*What you need to do:* The stretch from the line with "let seq = self.next_seq;" through the line with "# Startup Sequence" in the records below: write it out exactly, and nothing else.

*Dataset entries:*
——
//! Access Order Module
//!
//! Tracks the order in which keys were last written or read so the store can
//! evict the least recently accessed entry first.

use std::collections::{BTreeMap, HashMap};

// == Access Order ==
/// Orders keys by their most recent access.
///
/// Every touch stamps the key with a strictly increasing sequence number, so
/// keys accessed within the same millisecond still evict in the order they
/// were touched.
#[derive(Debug, Default)]
pub struct AccessOrder {
    /// Sequence number -> key, oldest first
    by_seq: BTreeMap<u64, String>,
    /// Key -> its current sequence number
    seq_of: HashMap<String, u64>,
    next_seq: u64,
}

impl AccessOrder {
    // == Constructor ==
    /// Creates an empty access order.
    pub fn new() -> Self {
        Self::default()
    }

    // == Touch ==
    /// Marks a key as the most recently accessed.
    pub fn touch(&mut self, key: &str) {
        let seq = self.next_seq;
        self.next_seq += 1;

        if let Some(previous) = self.seq_of.insert(key.to_string(), seq) {
            self.by_seq.remove(&previous);
        }
        self.by_seq.insert(seq, key.to_string());
    }

    // == Remove ==
    /// Stops tracking a key. Unknown keys are ignored.
    pub fn remove(&mut self, key: &str) {
        if let Some(seq) = self.seq_of.remove(key) {
            self.by_seq.remove(&seq);
        }
    }

    // == Pop Oldest ==
    /// Removes and returns the least recently accessed key.
    pub fn pop_oldest(&mut self) -> Option<String> {
        let (_, key) = self.by_seq.pop_first()?;
        self.seq_of.remove(&key);
        Some(key)
    }

    /// Forgets every key.
    pub fn clear(&mut self) {
        self.by_seq.clear();
        self.seq_of.clear();
    }

    pub fn len(&self) -> usize {
        self.seq_of.len()
    }

    pub fn is_empty(&self) -> bool {
        self.seq_of.is_empty()
    }
}
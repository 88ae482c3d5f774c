//! Content Cache - admin server
//!
//! Serves cache statistics, telemetry and configuration for a JSON content
//! namespace.

use std::net::SocketAddr;

use anyhow::Context;
use tokio::signal;
use tracing::info;
use tracing_subscriber::{layer::SubscriberExt, util::SubscriberInitExt};

use content_cache::api::create_router;
use content_cache::{AppState, Config};

/// Main entry point for the content cache admin server.
///
/// # Startup Sequence
/// 1. Initialize tracing subscriber for logging
/// 2. Load configuration from environment variables
/// 3. Create the content cache namespace
/// 4. Create Axum router with all endpoints
/// 5. Start HTTP server on configured port
/// 6. Handle graceful shutdown on SIGINT/SIGTERM
#[tokio::main]
async fn main() -> anyhow::Result<()> {
    // Defaults to "info" level, can be overridden with RUST_LOG env var
    tracing_subscriber::registry()
        .with(
            tracing_subscriber::EnvFilter::try_from_default_env()
                .unwrap_or_else(|_| "content_cache=info,tower_http=info".into()),
        )
        .with(tracing_subscriber::fmt::layer())
        .init();

    info!("Starting content cache server");

    let config = Config::from_env();
    info!(
        "Configuration loaded: default_ttl_ms={}, max_bytes={}, max_entries={}, ring_buffer_size={}, port={}",
        config.default_ttl_ms,
        config.max_bytes,
        config.max_entries,
        config.ring_buffer_size,
        config.server_port
    );

    let state = AppState::from_config(&config).context("invalid cache configuration")?;
    info!("Content cache initialized");

    let app = create_router(state);

    let addr = SocketAddr::from(([0, 0, 0, 0], config.server_port));
    let listener = tokio::net::TcpListener::bind(addr)
        .await
        .with_context(|| format!("failed to bind {}", addr))?;
    info!("Server listening on http://{}", addr);

    axum::serve(listener, app)
        .with_graceful_shutdown(shutdown_signal())
        .await
        .context("server error")?;

    info!("Server shutdown complete");
    Ok(())
}

/// Waits for shutdown signal (Ctrl+C or SIGTERM).
async fn shutdown_signal() {
    let ctrl_c = async {
        if let Err(err) = signal::ctrl_c().await {
            tracing::error!("Failed to install Ctrl+C handler: {}", err);
            std::future::pending::<()>().await;
        }
    };

    #[cfg(unix)]
    let terminate = async {
        match signal::unix::signal(signal::unix::SignalKind::terminate()) {
            Ok(mut sigterm) => {
                sigterm.recv().await;
            }
            Err(err) => {
                tracing::error!("Failed to install SIGTERM handler: {}", err);
                std::future::pending::<()>().await;
            }
        }
    };

    #[cfg(not(unix))]
    let terminate = std::future::pending::<()>();

    tokio::select! {
        _ = ctrl_c => {
            info!("Received Ctrl+C, initiating shutdown...");
        }
        _ = terminate => {
            info!("Received SIGTERM, initiating shutdown...");
        }
    }
}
——
*Answer box:*
        let seq = self.next_seq;
        self.next_seq += 1;

        if let Some(previous) = self.seq_of.insert(key.to_string(), seq) {
            self.by_seq.remove(&previous);
        }
        self.by_seq.insert(seq, key.to_string());
    }

    // == Remove ==
    /// Stops tracking a key. Unknown keys are ignored.
    pub fn remove(&mut self, key: &str) {
        if let Some(seq) = self.seq_of.remove(key) {
            self.by_seq.remove(&seq);
        }
    }

    // == Pop Oldest ==
    /// Removes and returns the least recently accessed key.
    pub fn pop_oldest(&mut self) -> Option<String> {
        let (_, key) = self.by_seq.pop_first()?;
        self.seq_of.remove(&key);
        Some(key)
    }

    /// Forgets every key.
    pub fn clear(&mut self) {
        self.by_seq.clear();
        self.seq_of.clear();
    }

    pub fn len(&self) -> usize {
        self.seq_of.len()
    }

    pub fn is_empty(&self) -> bool {
        self.seq_of.is_empty()
    }
}
repository 88ae482c3d5f774c
//! Content Cache - admin server
//!
//! Serves cache statistics, telemetry and configuration for a JSON content
//! namespace.

use std::net::SocketAddr;

use anyhow::Context;
use tokio::signal;
use tracing::info;
use tracing_subscriber::{layer::SubscriberExt, util::SubscriberInitExt};

use content_cache::api::create_router;
use content_cache::{AppState, Config};

/// Main entry point for the content cache admin server.
///
/// # Startup Sequence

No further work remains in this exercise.